I have a 52 year old male patient who presented with transient dysarthria and numbness at the right side of the face. The patient was transferred to the emergency room where an MRI of his head showed two lesions; one in the left parietal lobe, and the other is located in the right cerebellar hemisphere. The size of the lesions is around 1.5 cm in maximum diameter each. Both lesions were highly suggestive of metastasis. The neurological symptoms resolved completely within few hours of his presentation. A CT scan of chest and abdomen showed renal mass arising from the upper pole of the right kidney and invading the peri-nephric fat, with possible invasion of psoas muscle, and an enlarged subcarinal LN (around 3 cm in maximum dimension).
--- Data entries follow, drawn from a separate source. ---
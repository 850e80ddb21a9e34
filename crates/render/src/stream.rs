//! Output sinks for rendered bodies.
//!
//! A response body is a [`Body`]: either an in-memory [`MemoryStream`] or any
//! boxed [`OutputStream`] supplied by the caller (a file, a socket adapter).
//! Renderers reset the body before writing so the output always starts at the
//! beginning of the sink. When a body refuses to be reset or written, the
//! renderer swaps in a fresh `MemoryStream`.

use std::fmt;
use std::fs::File;
use std::io::{self, Seek, SeekFrom, Write};

/// A writable sink for rendered output.
pub trait OutputStream: Write + Send {
    /// Returns false if the stream does not accept writes at all.
    fn is_writable(&self) -> bool {
        true
    }

    /// Moves to the start of the stream, discarding previous content.
    fn reset(&mut self) -> io::Result<()>;
}

/// A growable in-memory stream.
#[derive(Debug, Clone, Default, PartialEq, Eq)]
pub struct MemoryStream {
    buffer: Vec<u8>,
    read_only: bool,
}

impl MemoryStream {
    /// Creates an empty, writable stream.
    pub fn new() -> Self {
        Self::default()
    }

    /// Creates a stream holding `contents` that rejects every write.
    pub fn read_only(contents: impl Into<Vec<u8>>) -> Self {
        Self {
            buffer: contents.into(),
            read_only: true,
        }
    }

    /// The bytes written so far.
    pub fn contents(&self) -> &[u8] {
        &self.buffer
    }

    /// The contents as text, if they are valid UTF-8.
    pub fn as_str(&self) -> Option<&str> {
        std::str::from_utf8(&self.buffer).ok()
    }

    /// Consumes the stream, returning its bytes.
    pub fn into_inner(self) -> Vec<u8> {
        self.buffer
    }
}

impl Write for MemoryStream {
    fn write(&mut self, buf: &[u8]) -> io::Result<usize> {
        if self.read_only {
            return Err(io::Error::new(
                io::ErrorKind::PermissionDenied,
                "stream is read-only",
            ));
        }
        self.buffer.extend_from_slice(buf);
        Ok(buf.len())
    }

    fn flush(&mut self) -> io::Result<()> {
        Ok(())
    }
}

impl OutputStream for MemoryStream {
    fn is_writable(&self) -> bool {
        !self.read_only
    }

    fn reset(&mut self) -> io::Result<()> {
        if self.read_only {
            return Err(io::Error::new(
                io::ErrorKind::PermissionDenied,
                "stream is read-only",
            ));
        }
        self.buffer.clear();
        Ok(())
    }
}

impl OutputStream for File {
    fn reset(&mut self) -> io::Result<()> {
        self.set_len(0)?;
        self.seek(SeekFrom::Start(0))?;
        Ok(())
    }
}

/// The body of a rendered response.
pub enum Body {
    /// An in-memory body.
    Memory(MemoryStream),
    /// A caller-supplied sink.
    Stream(Box<dyn OutputStream>),
}

impl Body {
    /// An empty in-memory body.
    pub fn memory() -> Self {
        Body::Memory(MemoryStream::new())
    }

    /// Wraps a caller-supplied sink.
    pub fn from_stream(stream: impl OutputStream + 'static) -> Self {
        Body::Stream(Box::new(stream))
    }

    /// The body bytes, for in-memory bodies.
    pub fn as_bytes(&self) -> Option<&[u8]> {
        match self {
            Body::Memory(stream) => Some(stream.contents()),
            Body::Stream(_) => None,
        }
    }

    /// The body text, for in-memory bodies holding UTF-8.
    pub fn as_str(&self) -> Option<&str> {
        match self {
            Body::Memory(stream) => stream.as_str(),
            Body::Stream(_) => None,
        }
    }

    /// Returns true for in-memory bodies.
    pub fn is_memory(&self) -> bool {
        matches!(self, Body::Memory(_))
    }

    fn stream_mut(&mut self) -> &mut dyn OutputStream {
        match self {
            Body::Memory(stream) => stream,
            Body::Stream(stream) => stream.as_mut(),
        }
    }
}

impl Default for Body {
    fn default() -> Self {
        Body::memory()
    }
}

impl From<MemoryStream> for Body {
    fn from(stream: MemoryStream) -> Self {
        Body::Memory(stream)
    }
}

impl fmt::Debug for Body {
    fn fmt(&self, f: &mut fmt::Formatter<'_>) -> fmt::Result {
        match self {
            Body::Memory(stream) => f
                .debug_struct("Memory")
                .field("len", &stream.contents().len())
                .field("read_only", &stream.read_only)
                .finish(),
            Body::Stream(_) => f.write_str("Stream(..)"),
        }
    }
}

impl Write for Body {
    fn write(&mut self, buf: &[u8]) -> io::Result<usize> {
        self.stream_mut().write(buf)
    }

    fn flush(&mut self) -> io::Result<()> {
        self.stream_mut().flush()
    }
}

impl OutputStream for Body {
    fn is_writable(&self) -> bool {
        match self {
            Body::Memory(stream) => stream.is_writable(),
            Body::Stream(stream) => stream.is_writable(),
        }
    }

    fn reset(&mut self) -> io::Result<()> {
        self.stream_mut().reset()
    }
}

#[cfg(test)]
mod tests {
    use super::*;

    #[test]
    fn test_memory_stream_reset_discards() {
        let mut stream = MemoryStream::new();
        stream.write_all(b"old content").unwrap();
        stream.reset().unwrap();
        stream.write_all(b"new").unwrap();
        assert_eq!(stream.as_str(), Some("new"));
    }

    #[test]
    fn test_read_only_stream() {
        let mut stream = MemoryStream::read_only("fixed");
        assert!(!stream.is_writable());
        assert!(stream.write_all(b"x").is_err());
        assert!(stream.reset().is_err());
        assert_eq!(stream.as_str(), Some("fixed"));
    }

    #[test]
    fn test_body_delegates() {
        let mut body = Body::memory();
        assert!(body.is_memory());
        assert!(body.is_writable());
        body.write_all(b"hello").unwrap();
        assert_eq!(body.as_str(), Some("hello"));

        let body = Body::from(MemoryStream::read_only("x"));
        assert!(!body.is_writable());
        assert_eq!(body.as_bytes(), Some(&b"x"[..]));
    }

    #[test]
    fn test_body_debug() {
        let body = Body::memory();
        assert_eq!(format!("{:?}", body), "Memory { len: 0, read_only: false }");
    }
}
CT guided biopsy from the kidney mass was performed at our center and confirmed the diagnosis of sarcomatoid renal cell carcinoma (not sarcoma arising in the kidney. It is the sarcomatoid subtype of RCC).

Bronchoscopy and EBUS biopsy from the subcarinal LN was carried out and showed negative LN. Additionally, an MRI for the abdominal wall was not suggestive of psoas muscle invasion by the tumor as it showed clear separation of the psoas muscle and the tumor, and as such, the kidney mass is resectable according to the opinion of the urologist at our center. The patient has history of coronary artery disease, had previous catheterization and coronary stent two years ago, he is also a known case of hypertension. His hypertension and coronary artery disease are well controlled with medications, his left ventricular ejection fraction is ok, and he is now asymptomatic and has a peformance status of 0.

What is the best therapeutic option for this patient ?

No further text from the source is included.